Travelers wearing masks arrive on a direct flight from China, after a spokesman from the U.S. Centers for Disease Control and Prevention (CDC) said a traveller from China had been the first person in the United States to be diagnosed with the Wuhan coronavirus, at Seattle-Tacoma International Airport in SeaTac, Washington, January 23, 2020.
David Ryder | Reuters
The Centers for Disease Control and Prevention said it revised its guidelines on Thursday to allow clinicians across the U.S. to test more people suspected of carrying the new coronavirus.
Under the prior federal guidelines, clinicians could test suspected COVID-19 patients if they had traveled recently from China or had been in contact with someone known to be infected. Some lawmakers criticized the CDC’s previous guidance as too restrictive.
The new guidelines, which were posted to the CDC’s website Thursday, appear to place more power in the hands of local health practitioners to determine who should get tested.
“We revised our case definition for persons under investigation and today that has been posted along with a new health advisory,” Director of the CDC Dr. Robert Redfield told a House of Representatives subcommittee Thursday. “When a clinician or public health individual suspects coronavirus then we should be able to get a test for coronavirus.”
Could be a cluster of cases
“So this person in Northern California, who didn’t travel to China, who we don’t know where he got the coronavirus, he could have passed it on to two more people, who passed it on to two more people, who passed it on to two more people,” he told the congressional subcommittee on Asia, the Pacific, and Nonproliferation. “So there could be a whole cluster of cases, but until as of yesterday, we don’t know because we weren’t testing anyone who didn’t travel to China.”
Representatives for the CDC were not immediately available for comment on why they changed the guidelines.
Beyond the federal guidance for whose eligible to receive testing for the coronavirus, epidemiologists and public health officials have raised questions about the U.S. capacity to conduct tests amid a potential epidemic in the U.S.
California Governor Gavin Newsom said Thursday that the state is currently monitoring more than 8,400 people for the coronavirus.
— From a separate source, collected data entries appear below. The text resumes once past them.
//! Provider descriptors and resolved dependency lists.

use std::any::{type_name, Any};
use std::fmt;
use std::sync::Arc;

use anyhow::anyhow;

/// A constructed service, shared by everything that depends on it.
pub type Instance = Arc<dyn Any + Send + Sync>;

/// Builds an instance from its already-resolved dependencies.
pub type Factory = Arc<dyn Fn(&Resolved) -> anyhow::Result<Instance> + Send + Sync>;

/// Built-in parameter kinds that are never looked up. They resolve to an
/// absent value so constructors can take non-injected parameters.
#[derive(Debug, Clone, Copy, PartialEq, Eq, Hash)]
pub enum Primitive {
    String,
    Boolean,
    Function,
    Array,
}

impl Primitive {
    pub const ALL: [Primitive; 4] = [
        Primitive::String,
        Primitive::Boolean,
        Primitive::Function,
        Primitive::Array,
    ];

    #[must_use]
    pub const fn as_str(self) -> &'static str {
        match self {
            Primitive::String => "String",
            Primitive::Boolean => "Boolean",
            Primitive::Function => "Function",
            Primitive::Array => "Array",
        }
    }

    #[must_use]
    pub fn from_name(name: &str) -> Option<Self> {
        Self::ALL.into_iter().find(|p| p.as_str() == name)
    }
}

/// One entry of a dependency list.
#[derive(Debug, Clone, PartialEq, Eq, Hash)]
pub enum Dependency {
    /// A provider looked up by name through the module tree.
    Service(Arc<str>),
    /// A placeholder that always resolves to nothing.
    Primitive(Primitive),
}

impl Dependency {
    pub fn service(name: impl Into<Arc<str>>) -> Self {
        Dependency::Service(name.into())
    }

    #[must_use]
    pub fn name(&self) -> &str {
        match self {
            Dependency::Service(name) => name,
            Dependency::Primitive(p) => p.as_str(),
        }
    }
}

/// `"String"`, `"Boolean"`, `"Function"` and `"Array"` become primitives;
/// anything else names a service.
impl From<&str> for Dependency {
    fn from(name: &str) -> Self {
        match Primitive::from_name(name) {
            Some(p) => Dependency::Primitive(p),
            None => Dependency::Service(Arc::from(name)),
        }
    }
}

impl From<Primitive> for Dependency {
    fn from(p: Primitive) -> Self {
        Dependency::Primitive(p)
    }
}

impl fmt::Display for Dependency {
    fn fmt(&self, f: &mut fmt::Formatter<'_>) -> fmt::Result {
        f.write_str(self.name())
    }
}

/// The resolved values of a dependency list, positionally.
///
/// Primitive entries are `None`; every service entry is `Some`.
#[derive(Clone, Default)]
pub struct Resolved {
    values: Vec<(Arc<str>, Option<Instance>)>,
}

impl Resolved {
    #[must_use]
    pub fn new() -> Self {
        Self::default()
    }

    pub(crate) fn push(&mut self, name: &str, value: Option<Instance>) {
        self.values.push((Arc::from(name), value));
    }

    #[must_use]
    pub fn len(&self) -> usize {
        self.values.len()
    }

    #[must_use]
    pub fn is_empty(&self) -> bool {
        self.values.is_empty()
    }

    /// Raw value at `index`; `None` for primitives and out-of-range indexes.
    #[must_use]
    pub fn raw(&self, index: usize) -> Option<&Instance> {
        self.values.get(index).and_then(|(_, v)| v.as_ref())
    }

    /// Typed value at `index`.
    ///
    /// Fails when the slot is absent (a primitive placeholder or past the end)
    /// or holds a different type.
    pub fn get<T: Any + Send + Sync>(&self, index: usize) -> anyhow::Result<Arc<T>> {
        let (name, value) = self
            .values
            .get(index)
            .ok_or_else(|| anyhow!("no dependency at position {index}"))?;
        let value = value
            .as_ref()
            .ok_or_else(|| anyhow!("dependency '{name}' at position {index} is not injectable"))?;
        Arc::clone(value).downcast::<T>().map_err(|_| {
            anyhow!(
                "dependency '{name}' at position {index} is not a {}",
                type_name::<T>()
            )
        })
    }

    /// Like [`Resolved::get`] but absent or mistyped slots give `None`.
    #[must_use]
    pub fn optional<T: Any + Send + Sync>(&self, index: usize) -> Option<Arc<T>> {
        self.raw(index)
            .and_then(|value| Arc::clone(value).downcast::<T>().ok())
    }
}

impl fmt::Debug for Resolved {
    fn fmt(&self, f: &mut fmt::Formatter<'_>) -> fmt::Result {
        f.debug_list()
            .entries(
                self.values
                    .iter()
                    .map(|(name, v)| (name.as_ref(), v.is_some())),
            )
            .finish()
    }
}

/// An injectable service: a name, what it needs, and how to build it.
#[derive(Clone)]
pub struct Provider {
    name: Arc<str>,
    dependencies: Vec<Dependency>,
    factory: Factory,
}

impl Provider {
    /// Register `factory` under `name`. The factory runs at most once per
    /// process; its result is shared.
    pub fn new<T, F>(name: impl Into<Arc<str>>, factory: F) -> Self
    where
        T: Any + Send + Sync,
        F: Fn(&Resolved) -> anyhow::Result<T> + Send + Sync + 'static,
    {
        Self {
            name: name.into(),
            dependencies: Vec::new(),
            factory: Arc::new(move |deps: &Resolved| Ok(Arc::new(factory(deps)?) as Instance)),
        }
    }

    /// Register an already-built value.
    pub fn value<T: Any + Send + Sync>(name: impl Into<Arc<str>>, value: T) -> Self {
        let instance: Instance = Arc::new(value);
        Self {
            name: name.into(),
            dependencies: Vec::new(),
            factory: Arc::new(move |_: &Resolved| Ok(Arc::clone(&instance))),
        }
    }

    /// Declare the dependencies passed to the factory, in order.
    #[must_use]
    pub fn depends_on<I, D>(mut self, dependencies: I) -> Self
    where
        I: IntoIterator<Item = D>,
        D: Into<Dependency>,
    {
        self.dependencies
            .extend(dependencies.into_iter().map(Into::into));
        self
    }

    #[must_use]
    pub fn name(&self) -> &str {
        &self.name
    }

    #[must_use]
    pub fn dependencies(&self) -> &[Dependency] {
        &self.dependencies
    }

    pub(crate) fn construct(&self, deps: &Resolved) -> anyhow::Result<Instance> {
        (self.factory)(deps)
    }
}

impl fmt::Debug for Provider {
    fn fmt(&self, f: &mut fmt::Formatter<'_>) -> fmt::Result {
        f.debug_struct("Provider")
            .field("name", &self.name)
            .field("dependencies", &self.dependencies)
            .finish()
    }
}

#[cfg(test)]
mod tests {
    use super::*;

    #[derive(Debug, PartialEq)]
    struct Config {
        url: &'static str,
    }

    #[test]
    fn primitive_names_are_placeholders() {
        assert_eq!(
            Dependency::from("Boolean"),
            Dependency::Primitive(Primitive::Boolean)
        );
        assert_eq!(
            Dependency::from("UserService"),
            Dependency::service("UserService")
        );
        assert_eq!(Dependency::from("UserService").to_string(), "UserService");
    }

    #[test]
    fn typed_access() {
        let mut resolved = Resolved::new();
        resolved.push("Config", Some(Arc::new(Config { url: "db://" })));
        resolved.push("String", None);

        assert_eq!(resolved.get::<Config>(0).unwrap().url, "db://");
        assert!(resolved.get::<String>(0).is_err());
        assert!(resolved.get::<Config>(1).is_err());
        assert!(resolved.optional::<Config>(1).is_none());
        assert!(resolved.get::<Config>(5).is_err());
        assert_eq!(resolved.len(), 2);
    }

    #[test]
    fn provider_builds_from_resolved() {
        let provider = Provider::new("Config", |_| Ok(Config { url: "x" })).depends_on(["String"]);
        assert_eq!(provider.name(), "Config");
        assert_eq!(
            provider.dependencies(),
            &[Dependency::Primitive(Primitive::String)]
        );
        let instance = provider.construct(&Resolved::new()).unwrap();
        assert_eq!(instance.downcast::<Config>().unwrap().url, "x");
    }

    #[test]
    fn value_provider_shares_one_instance() {
        let provider = Provider::value("Port", 8080_u16);
        let a = provider.construct(&Resolved::new()).unwrap();
        let b = provider.construct(&Resolved::new()).unwrap();
        assert!(Arc::ptr_eq(&a, &b));
    }
}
“New testing protocols are being advanced, they can’t happen soon enough,” Newsom told reporters earlier Thursday. “Testing protocols have been a point of frustration for many of us across the spectrum, not only the spectrum within the health system but across states.”
In answering a question about why California wasn’t more prepared to test the patient sooner, Gavin said: “No state was, no state had the ability to access” the tests.
Beyond the federal guidance for whose eligible to receive testing, epidemiologists and public health officials have raised questions about the U.S. capacity to conduct tests amid a potential epidemic in the U.S. Despite monitoring more than 8,400 individuals, the state of California only has “a few hundred testing kits,” Newsom said Thursday.
“That’s simply inadequate to do justice to the kind of testing that is required to address this issue head on,” Newsom said.
The CDC sent test kits earlier in the outbreak to public health labs around the country, but those kits were problematic, CDC officials have since said, and potentially inaccurate. On Tuesday, Dr. Nancy Messonnier, director of the CDC’s National Center for Immunization and Respiratory Diseases said that the CDC was “working to modify the kit and hope to send out a new” one soon.
Because local clinicians can’t depend on the test kits, they have to ship samples to a laboratory with the ability to run the tests. Earlier this week, Messonnier said that there are about a dozen state and local labs that can run the test. The rest, she said, are sent to CDC in Atlanta.
The inability to run tests at local facilities meant that clinicians in some parts of the country had to wait for days to receive results. However, the number of labs with the ability to run the tests has been increased to roughly 40, Redfield said Thursday.
Faster testing abroad
Dr. Michael Mina, a professor of epidemiology at Harvard’s School of Public Health, said that many local labs have the capacity to run the tests, but that the limitation is a matter of policy.
“It’s not a super sophisticated test that only a few labs could run,” he said Thursday on CNBC’s “Closing Bell.” “It’s been more a policy issue about which laboratories are allowed to run it and it’s been fairly restricted by the Centers for Disease Control.”
Mina pointed to South Korea, which has tested over 39,000 people as of Thursday morning. The CDC’s website says it’s tested just 445 people so far, although Health and Human Services Secretary Alex Azar said earlier Thursday that more than 3,700 people in the U.S. have been tested. World Health Organization officials said earlier Thursday that China’s Guangdong province has tested over 300,000 people since the outbreak began.
As the virus spreads in the U.S., Mina said, health officials will need to ramp up the country’s testing capacity.
“We don’t know where the virus is circulating, and I think the patient in California is a good example of how unless we’re testing and checking we just don’t know what’s circulating in the community,” he said. “And so there are patients throughout the whole country that probably should be being tested.”